PROBLEM TO WORK ON
Set down all the entries again, word for word.

INPUT DATA

//! Walk collection helpers.

use futures_core::Stream;
use std::future::poll_fn;
use std::pin::Pin;
use std::task::Context;

/// Poll a stream until it ends or `limit` items have arrived, keeping
/// errors in place.
pub async fn collect_stream<S, T, E>(mut stream: S, limit: usize) -> Vec<Result<T, E>>
where
    S: Stream<Item = Result<T, E>> + Unpin,
{
    let mut results = Vec::new();
    while results.len() < limit {
        match poll_fn(|cx: &mut Context<'_>| Pin::new(&mut stream).poll_next(cx)).await {
            Some(result) => results.push(result),
            None => break,
        }
    }
    results
}
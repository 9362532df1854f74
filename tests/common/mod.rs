//! Shared helpers for typed-snmp integration tests.

// Not every test binary uses every helper.
#![allow(dead_code)]
#![allow(unused_imports)]

mod agent;
mod fixtures;
mod stream;

pub use agent::*;
pub use fixtures::*;
pub use stream::collect_stream;
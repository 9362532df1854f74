//! Test OIDs and a small device MIB.

use std::collections::BTreeMap;
use typed_snmp::{Oid, Value, oid};

pub const COMMUNITY: &[u8] = b"public";

pub fn sys_descr() -> Oid {
    oid!(1, 3, 6, 1, 2, 1, 1, 1, 0)
}
pub fn sys_object_id() -> Oid {
    oid!(1, 3, 6, 1, 2, 1, 1, 2, 0)
}
pub fn sys_uptime() -> Oid {
    oid!(1, 3, 6, 1, 2, 1, 1, 3, 0)
}
pub fn sys_name() -> Oid {
    oid!(1, 3, 6, 1, 2, 1, 1, 5, 0)
}
pub fn sys_services() -> Oid {
    oid!(1, 3, 6, 1, 2, 1, 1, 7, 0)
}

/// 1.3.6.1.2.1.1
pub fn system_subtree() -> Oid {
    oid!(1, 3, 6, 1, 2, 1, 1)
}

/// ifDescr column: 1.3.6.1.2.1.2.2.1.2
pub fn if_descr() -> Oid {
    oid!(1, 3, 6, 1, 2, 1, 2, 2, 1, 2)
}

/// ifInOctets column: 1.3.6.1.2.1.2.2.1.10
pub fn if_in_octets() -> Oid {
    oid!(1, 3, 6, 1, 2, 1, 2, 2, 1, 10)
}

/// ifTable: 1.3.6.1.2.1.2.2
pub fn if_table() -> Oid {
    oid!(1, 3, 6, 1, 2, 1, 2, 2)
}

pub fn nonexistent_oid() -> Oid {
    oid!(1, 3, 6, 1, 99, 99, 99, 0)
}

/// A switch with three interfaces.
pub fn device_mib() -> BTreeMap<Oid, Value> {
    let mut mib = BTreeMap::new();
    mib.insert(sys_descr(), Value::from("Fake switch\r\nrev 2"));
    mib.insert(
        sys_object_id(),
        Value::ObjectIdentifier(oid!(1, 3, 6, 1, 4, 1, 8072, 3, 2, 10)),
    );
    mib.insert(sys_uptime(), Value::TimeTicks(8_640_000));
    mib.insert(sys_name(), Value::from("sw-lab-01"));
    mib.insert(sys_services(), Value::Integer(72));

    for (index, name) in [(1u32, "lo"), (2, "eth0"), (3, "eth1")] {
        mib.insert(oid!(1, 3, 6, 1, 2, 1, 2, 2, 1, 1, index), Value::Integer(index as i32));
        mib.insert(if_descr().child(index), Value::from(name));
        mib.insert(
            oid!(1, 3, 6, 1, 2, 1, 2, 2, 1, 5, index),
            Value::Gauge32(1_000_000_000),
        );
        mib.insert(
            if_in_octets().child(index),
            Value::Counter32(u32::MAX - index),
        );
    }

    mib.insert(
        oid!(1, 3, 6, 1, 2, 1, 4, 20, 1, 1, 10, 0, 0, 1),
        Value::IpAddress([10, 0, 0, 1]),
    );
    mib.insert(
        oid!(1, 3, 6, 1, 2, 1, 31, 1, 1, 1, 6, 2),
        Value::Counter64(u64::MAX),
    );
    mib
}
//! Support code for the `tsnmp-*` command-line tools.
//!
//! Only available with the `cli` feature.

pub mod args;
pub mod hints;
pub mod output;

SOLVED PROBLEM
//! Walk collection helpers.

use futures_core::Stream;
use std::future::poll_fn;
use std::pin::Pin;
use std::task::Context;

/// Poll a stream until it ends or `limit` items have arrived, keeping
/// errors in place.
pub async fn collect_stream<S, T, E>(mut stream: S, limit: usize) -> Vec<Result<T, E>>
where
    S: Stream<Item = Result<T, E>> + Unpin,
{
    let mut results = Vec::new();
    while results.len() < limit {
        match poll_fn(|cx: &mut Context<'_>| Pin::new(&mut stream).poll_next(cx)).await {
            Some(result) => results.push(result),
            None => break,
        }
    }
    results
}
repository 9362532df1854f74
filename tests/common/mod.rs
//! Shared helpers for typed-snmp integration tests.

// Not every test binary uses every helper.
#![allow(dead_code)]
#![allow(unused_imports)]

mod agent;
mod fixtures;
mod stream;

pub use agent::*;
pub use fixtures::*;
pub use stream::collect_stream;
repository 9362532df1854f74
//! Test OIDs and a small device MIB.

use std::collections::BTreeMap;
use typed_snmp::{Oid, Value, oid};

pub const COMMUNITY: &[u8] = b"public";

pub fn sys_descr() -> Oid {
    oid!(1, 3, 6, 1, 2, 1, 1, 1, 0)
}
pub fn sys_object_id() -> Oid {
    oid!(1, 3, 6, 1, 2, 1, 1, 2, 0)
}
pub fn sys_uptime() -> Oid {
    oid!(1, 3, 6, 1, 2, 1, 1, 3, 0)
}
pub fn sys_name() -> Oid {
    oid!(1, 3, 6, 1, 2, 1, 1, 5, 0)
}
pub fn sys_services() -> Oid {
    oid!(1, 3, 6, 1, 2, 1, 1, 7, 0)
}

/// 1.3.6.1.2.1.1
pub fn system_subtree() -> Oid {
    oid!(1, 3, 6, 1, 2, 1, 1)
}

/// ifDescr column: 1.3.6.1.2.1.2.2.1.2
pub fn if_descr() -> Oid {
    oid!(1, 3, 6, 1, 2, 1, 2, 2, 1, 2)
}

/// ifInOctets column: 1.3.6.1.2.1.2.2.1.10
pub fn if_in_octets() -> Oid {
    oid!(1, 3, 6, 1, 2, 1, 2, 2, 1, 10)
}

/// ifTable: 1.3.6.1.2.1.2.2
pub fn if_table() -> Oid {
    oid!(1, 3, 6, 1, 2, 1, 2, 2)
}

pub fn nonexistent_oid() -> Oid {
    oid!(1, 3, 6, 1, 99, 99, 99, 0)
}

/// A switch with three interfaces.
pub fn device_mib() -> BTreeMap<Oid, Value> {
    let mut mib = BTreeMap::new();
    mib.insert(sys_descr(), Value::from("Fake switch\r\nrev 2"));
    mib.insert(
        sys_object_id(),
        Value::ObjectIdentifier(oid!(1, 3, 6, 1, 4, 1, 8072, 3, 2, 10)),
    );
    mib.insert(sys_uptime(), Value::TimeTicks(8_640_000));
    mib.insert(sys_name(), Value::from("sw-lab-01"));
    mib.insert(sys_services(), Value::Integer(72));

    for (index, name) in [(1u32, "lo"), (2, "eth0"), (3, "eth1")] {
        mib.insert(oid!(1, 3, 6, 1, 2, 1, 2, 2, 1, 1, index), Value::Integer(index as i32));
        mib.insert(if_descr().child(index), Value::from(name));
        mib.insert(
            oid!(1, 3, 6, 1, 2, 1, 2, 2, 1, 5, index),
            Value::Gauge32(1_000_000_000),
        );
        mib.insert(
            if_in_octets().child(index),
            Value::Counter32(u32::MAX - index),
        );
    }

    mib.insert(
        oid!(1, 3, 6, 1, 2, 1, 4, 20, 1, 1, 10, 0, 0, 1),
        Value::IpAddress([10, 0, 0, 1]),
    );
    mib.insert(
        oid!(1, 3, 6, 1, 2, 1, 31, 1, 1, 1, 6, 2),
        Value::Counter64(u64::MAX),
    );
    mib
}
//! Support code for the `tsnmp-*` command-line tools.
//!
//! Only available with the `cli` feature.

pub mod args;
pub mod hints;
pub mod output;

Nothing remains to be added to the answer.